Task statement :: The expected output is a verbatim reprint of the lines from the beginning of the data that follows through the line that contains "self.placeholder_delay = delay;".
══ Data records ══
use std::time::Duration;

use futures::future::BoxFuture;
use futures::stream::{self, BoxStream, StreamExt};
use serde::{Deserialize, Serialize};
use tracing::{debug, warn};

use flowrun_core::config::LlmConfig;
use flowrun_core::error::{FlowError, Result};
use flowrun_core::flow::is_reasoning_model;
use flowrun_core::traits::{CompletionClient, HttpTransport};
use flowrun_core::types::*;

use crate::placeholder;
use crate::streaming::{SseEvent, SseStream};
use crate::transport::ReqwestTransport;

const OPENAI_API_URL: &str = "https://api.openai.com/v1/chat/completions";

/// OpenAI-compatible chat-completions client.
///
/// Without a credential the client answers every request with a labeled
/// placeholder and never touches the transport.
pub struct OpenAiClient<T = ReqwestTransport> {
    transport: T,
    api_key: Option<String>,
    endpoint: String,
    placeholder_delay: Duration,
}

impl OpenAiClient<ReqwestTransport> {
    pub fn new(api_key: Option<String>) -> Self {
        Self::with_transport(ReqwestTransport::new(), api_key)
    }

    /// Client built from config, with the request timeout applied.
    pub fn from_config(config: &LlmConfig, api_key: Option<String>) -> Result<Self> {
        let transport = ReqwestTransport::with_timeout(config.request_timeout())?;
        Ok(Self::with_transport(transport, api_key)
            .with_endpoint(config.endpoint.clone())
            .with_placeholder_delay(config.placeholder_delay()))
    }
}

impl<T: HttpTransport> OpenAiClient<T> {
    pub fn with_transport(transport: T, api_key: Option<String>) -> Self {
        Self {
            transport,
            api_key: api_key.filter(|k| !k.trim().is_empty()),
            endpoint: OPENAI_API_URL.to_string(),
            placeholder_delay: Duration::from_millis(50),
        }
    }

    pub fn with_endpoint(mut self, endpoint: impl Into<String>) -> Self {
        self.endpoint = endpoint.into();
        self
    }

    pub fn with_placeholder_delay(mut self, delay: Duration) -> Self {
        self.placeholder_delay = delay;
        self
    }

    pub fn is_placeholder_mode(&self) -> bool {
        self.api_key.is_none()
    }

    async fn send(&self, api_key: &str, request: &CompletionRequest, stream: bool) -> Result<HttpResponse> {
        let body = serde_json::to_value(build_body(request, stream))?;
        debug!(model = %request.model, stream, "Sending completion request");

        let response = self
            .transport
            .post(HttpRequest {
                url: self.endpoint.clone(),
                bearer_token: api_key.to_string(),
                body,
            })
            .await?;

        if !response.is_success() {
            let status = response.status;
            let body = read_body(response.body).await.unwrap_or_default();
            return Err(FlowError::upstream(Some(status), upstream_message(&body)));
        }

        Ok(response)
    }
}

impl Default for OpenAiClient<ReqwestTransport> {
    fn default() -> Self {
        Self::new(None)
    }
}

// Request types
#[derive(Serialize)]
struct ChatRequest<'a> {
    model: &'a str,
    messages: [OaiMessage<'a>; 2],
    #[serde(skip_serializing_if = "Option::is_none")]
    max_tokens: Option<u32>,
    #[serde(skip_serializing_if = "Option::is_none")]
    max_completion_tokens: Option<u32>,
    #[serde(skip_serializing_if = "Option::is_none")]
    temperature: Option<f64>,
    #[serde(skip_serializing_if = "Option::is_none")]
    reasoning_effort: Option<&'static str>,
    #[serde(skip_serializing_if = "std::ops::Not::not")]
    stream: bool,
}

#[derive(Serialize)]
struct OaiMessage<'a> {
    role: &'static str,
    content: &'a str,
}

// Response types
#[derive(Deserialize, Debug)]
struct ChatResponse {
    #[serde(default)]
    choices: Vec<ResponseChoice>,
}

#[derive(Deserialize, Debug)]
struct ResponseChoice {
    message: ResponseMessage,
}

#[derive(Deserialize, Debug)]
struct ResponseMessage {
    #[serde(default)]
    content: Option<String>,
}

#[derive(Deserialize, Debug)]
struct StreamChunk {
    #[serde(default)]
    choices: Vec<StreamChoice>,
}

#[derive(Deserialize, Debug)]
struct StreamChoice {
    #[serde(default)]
    delta: Option<StreamDeltaContent>,
}

#[derive(Deserialize, Debug)]
struct StreamDeltaContent {
    #[serde(default)]
    content: Option<String>,
}

fn build_body(request: &CompletionRequest, stream: bool) -> ChatRequest<'_> {
    let reasoning = is_reasoning_model(&request.model);

    let (temperature, reasoning_effort) = match (reasoning, request.sampling) {
        (true, Sampling::Effort(effort)) => (None, Some(effort.as_str())),
        // reasoning models only run at their default temperature
        (true, Sampling::Temperature(_)) => (None, None),
        (false, Sampling::Temperature(t)) => (Some(t), None),
        (false, Sampling::Effort(effort)) => {
            debug!(model = %request.model, effort = effort.as_str(), "Ignoring effort for non-reasoning model");
            (None, None)
        }
    };

    ChatRequest {
        model: &request.model,
        messages: [
            OaiMessage {
                role: "system",
                content: &request.system_prompt,
            },
            OaiMessage {
                role: "user",
                content: &request.user_prompt,
            },
        ],
        max_tokens: (!reasoning).then_some(request.max_tokens),
        max_completion_tokens: reasoning.then_some(request.max_tokens),
        temperature,
        reasoning_effort,
        stream,
    }
}

/// Pull `error.message` out of an upstream error body.
fn upstream_message(body: &[u8]) -> Option<String> {
    let value: serde_json::Value = serde_json::from_slice(body).ok()?;
    value
        .pointer("/error/message")
        .and_then(|m| m.as_str())
        .map(str::to_string)
}

async fn read_body(
    mut body: BoxStream<'static, std::result::Result<bytes::Bytes, FlowError>>,
) -> Result<Vec<u8>> {
    let mut buf = Vec::new();
    while let Some(chunk) = body.next().await {
        buf.extend_from_slice(&chunk?);
    }
    Ok(buf)
}

/// Text delta carried by one stream event, if any.
///
/// The `[DONE]` sentinel and malformed payloads yield nothing.
pub(crate) fn parse_delta(event: &SseEvent) -> Option<String> {
    if event.is_done() {
        return None;
    }

    match serde_json::from_str::<StreamChunk>(&event.data) {
        Ok(chunk) => chunk
            .choices
            .into_iter()
            .next()
            .and_then(|c| c.delta)
            .and_then(|d| d.content)
            .filter(|text| !text.is_empty()),
        Err(e) => {
            warn!(data = %event.data, error = %e, "Failed to parse completion stream chunk");
            None
        }
    }
}

impl<T: HttpTransport> CompletionClient for OpenAiClient<T> {
    fn complete(&self, request: CompletionRequest) -> BoxFuture<'_, Result<String>> {
        Box::pin(async move {
            let Some(api_key) = self.api_key.as_deref() else {
                return Ok(placeholder::text(&request));
            };

            let response = self.send(api_key, &request, false).await?;
            let body = read_body(response.body).await?;
            let parsed: ChatResponse =
                serde_json::from_slice(&body).map_err(|e| FlowError::Decode(e.to_string()))?;

            Ok(parsed
                .choices
                .into_iter()
                .next()
                .and_then(|c| c.message.content)
                .filter(|c| !c.is_empty())
                .unwrap_or_else(|| "No response".to_string()))
        })
    }

    fn complete_stream(
        &self,
        request: CompletionRequest,
    ) -> BoxFuture<'_, Result<BoxStream<'_, Result<String>>>> {
        Box::pin(async move {
            let Some(api_key) = self.api_key.as_deref() else {
                let delay = self.placeholder_delay;
                let slices = placeholder::slices(&placeholder::text(&request), placeholder::SLICE_CHARS);
                let emulated = stream::iter(slices.into_iter().enumerate()).then(move |(i, slice)| async move {
                    if i > 0 && !delay.is_zero() {
                        tokio::time::sleep(delay).await;
                    }
                    Ok::<_, FlowError>(slice)
                });
                return Ok(Box::pin(emulated) as BoxStream<'_, Result<String>>);
            };

            let response = self.send(api_key, &request, true).await?;
            let deltas = SseStream::new(response.body).filter_map(|event| {
                futures::future::ready(match event {
                    Ok(event) => parse_delta(&event).map(Ok),
                    Err(e) => Some(Err(e)),
                })
            });

            Ok(Box::pin(deltas) as BoxStream<'_, Result<String>>)
        })
    }
}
═══
Exercise result ::
use std::time::Duration;

use futures::future::BoxFuture;
use futures::stream::{self, BoxStream, StreamExt};
use serde::{Deserialize, Serialize};
use tracing::{debug, warn};

use flowrun_core::config::LlmConfig;
use flowrun_core::error::{FlowError, Result};
use flowrun_core::flow::is_reasoning_model;
use flowrun_core::traits::{CompletionClient, HttpTransport};
use flowrun_core::types::*;

use crate::placeholder;
use crate::streaming::{SseEvent, SseStream};
use crate::transport::ReqwestTransport;

const OPENAI_API_URL: &str = "https://api.openai.com/v1/chat/completions";

/// OpenAI-compatible chat-completions client.
///
/// Without a credential the client answers every request with a labeled
/// placeholder and never touches the transport.
pub struct OpenAiClient<T = ReqwestTransport> {
    transport: T,
    api_key: Option<String>,
    endpoint: String,
    placeholder_delay: Duration,
}

impl OpenAiClient<ReqwestTransport> {
    pub fn new(api_key: Option<String>) -> Self {
        Self::with_transport(ReqwestTransport::new(), api_key)
    }

    /// Client built from config, with the request timeout applied.
    pub fn from_config(config: &LlmConfig, api_key: Option<String>) -> Result<Self> {
        let transport = ReqwestTransport::with_timeout(config.request_timeout())?;
        Ok(Self::with_transport(transport, api_key)
            .with_endpoint(config.endpoint.clone())
            .with_placeholder_delay(config.placeholder_delay()))
    }
}

impl<T: HttpTransport> OpenAiClient<T> {
    pub fn with_transport(transport: T, api_key: Option<String>) -> Self {
        Self {
            transport,
            api_key: api_key.filter(|k| !k.trim().is_empty()),
            endpoint: OPENAI_API_URL.to_string(),
            placeholder_delay: Duration::from_millis(50),
        }
    }

    pub fn with_endpoint(mut self, endpoint: impl Into<String>) -> Self {
        self.endpoint = endpoint.into();
        self
    }

    pub fn with_placeholder_delay(mut self, delay: Duration) -> Self {
        self.placeholder_delay = delay;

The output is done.